Rappelez-vous. La série de ses romans naturalistes, de Marthe à En rade, ne rencontra comme succès que l’indignation et le dégoût qui étaient le partage ordinaire de ses camarades, mais peut-être avec une nuance particulière : plus de négligence encore et plus d’irritation. Au moment où on l’aurait à peu près accepté comme naturaliste, il écrit A Rebours. Ce livre étonnant et saugrenu, hanté d’aspirations confuses, tiraillé dans deux directions opposées, devint comme le manuel de quelques détraqués pour qui l’orgue à bouche de des Esseintes était infiniment plus intéressant que sa bibliothèque.

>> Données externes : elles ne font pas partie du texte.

use chrono::Utc;
use log::debug;
use obr_common::Cents;
use sqlx::SqliteConnection;

use crate::{
    db_types::{ConnectorConfig, Item},
    sync_types::LineItemPayload,
    traits::OrderLedgerError,
};

/// The singleton service item that every shipping charge is booked against.
pub const SHIPPING_SKU: &str = "SHIPPING";

pub async fn fetch_item_by_id(id: i64, conn: &mut SqliteConnection) -> Result<Option<Item>, sqlx::Error> {
    sqlx::query_as("SELECT * FROM items WHERE id = $1").bind(id).fetch_optional(conn).await
}

pub async fn fetch_item_by_sku(sku: &str, conn: &mut SqliteConnection) -> Result<Option<Item>, sqlx::Error> {
    sqlx::query_as("SELECT * FROM items WHERE sku = $1").bind(sku).fetch_optional(conn).await
}

/// Case-insensitive containment match on the item name, oldest record wins. Wildcard characters
/// in the needle are escaped so they match literally.
pub async fn fetch_item_by_name(name: &str, conn: &mut SqliteConnection) -> Result<Option<Item>, sqlx::Error> {
    let escaped = name.replace('\\', "\\\\").replace('%', "\\%").replace('_', "\\_");
    sqlx::query_as("SELECT * FROM items WHERE name LIKE $1 ESCAPE '\\' AND sellable = 1 ORDER BY id LIMIT 1")
        .bind(format!("%{escaped}%"))
        .fetch_optional(conn)
        .await
}

/// Resolves the ledger item for an order line.
///
/// Match precedence is: sku, then an item whose name contains the line title, then the
/// connector's default item, and as a last resort a new sellable item is created from the line
/// itself.
pub async fn resolve_item(
    connector: &ConnectorConfig,
    line: &LineItemPayload,
    conn: &mut SqliteConnection,
) -> Result<Item, OrderLedgerError> {
    let sku = line.sku.as_deref().map(str::trim).filter(|s| !s.is_empty());
    if let Some(sku) = sku {
        if let Some(item) = fetch_item_by_sku(sku, conn).await? {
            return Ok(item);
        }
    }
    let name = line.name.trim();
    if !name.is_empty() {
        if let Some(item) = fetch_item_by_name(name, conn).await? {
            return Ok(item);
        }
    }
    if let Some(id) = connector.default_item_id {
        if let Some(item) = fetch_item_by_id(id, conn).await? {
            return Ok(item);
        }
    }
    if name.is_empty() && sku.is_none() {
        return Err(OrderLedgerError::NoItemAvailable);
    }
    let item = create_item(sku, name, line.unit_price, false, conn).await?;
    debug!("🛍️ Created item {} ({}) for unmatched order line", item.id, item.name);
    Ok(item)
}

/// Fetches (or lazily creates) the shipping service item.
pub async fn shipping_item(conn: &mut SqliteConnection) -> Result<Item, OrderLedgerError> {
    if let Some(item) = fetch_item_by_sku(SHIPPING_SKU, conn).await? {
        return Ok(item);
    }
    let item = create_item(Some(SHIPPING_SKU), "Shipping", Cents::from(0), true, conn).await?;
    Ok(item)
}

/// `ON CONFLICT DO NOTHING` plus a refetch makes this safe against a concurrent insert of the
/// same sku.
async fn create_item(
    sku: Option<&str>,
    name: &str,
    unit_price: Cents,
    is_service: bool,
    conn: &mut SqliteConnection,
) -> Result<Item, OrderLedgerError> {
    let inserted: Option<Item> = sqlx::query_as(
        r#"
            INSERT INTO items (sku, name, unit_price, sellable, is_service, created_at)
            VALUES ($1, $2, $3, 1, $4, $5)
            ON CONFLICT (sku) DO NOTHING
            RETURNING *;
        "#,
    )
    .bind(sku)
    .bind(name)
    .bind(unit_price)
    .bind(is_service)
    .bind(Utc::now())
    .fetch_optional(&mut *conn)
    .await?;
    match inserted {
        Some(item) => Ok(item),
        // Another connection created the sku first.
        None => match sku {
            Some(sku) => fetch_item_by_sku(sku, conn).await?.ok_or(OrderLedgerError::NoItemAvailable),
            None => Err(OrderLedgerError::NoItemAvailable),
        },
    }
}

La Critique, perspicace comme toujours, identifia des Esseintes et Huysmans et, très perfidement, établit d’avance ses positions. En présentant des Esseintes-Huysmans comme un esthète névrosé, on jetait le doute sur la profondeur réelle de sa sincérité future, on décidait que toute démarche intellectuelle ou morale de sa part serait forcément due à cet état maladif, non pas au libre choix d’une tète saine.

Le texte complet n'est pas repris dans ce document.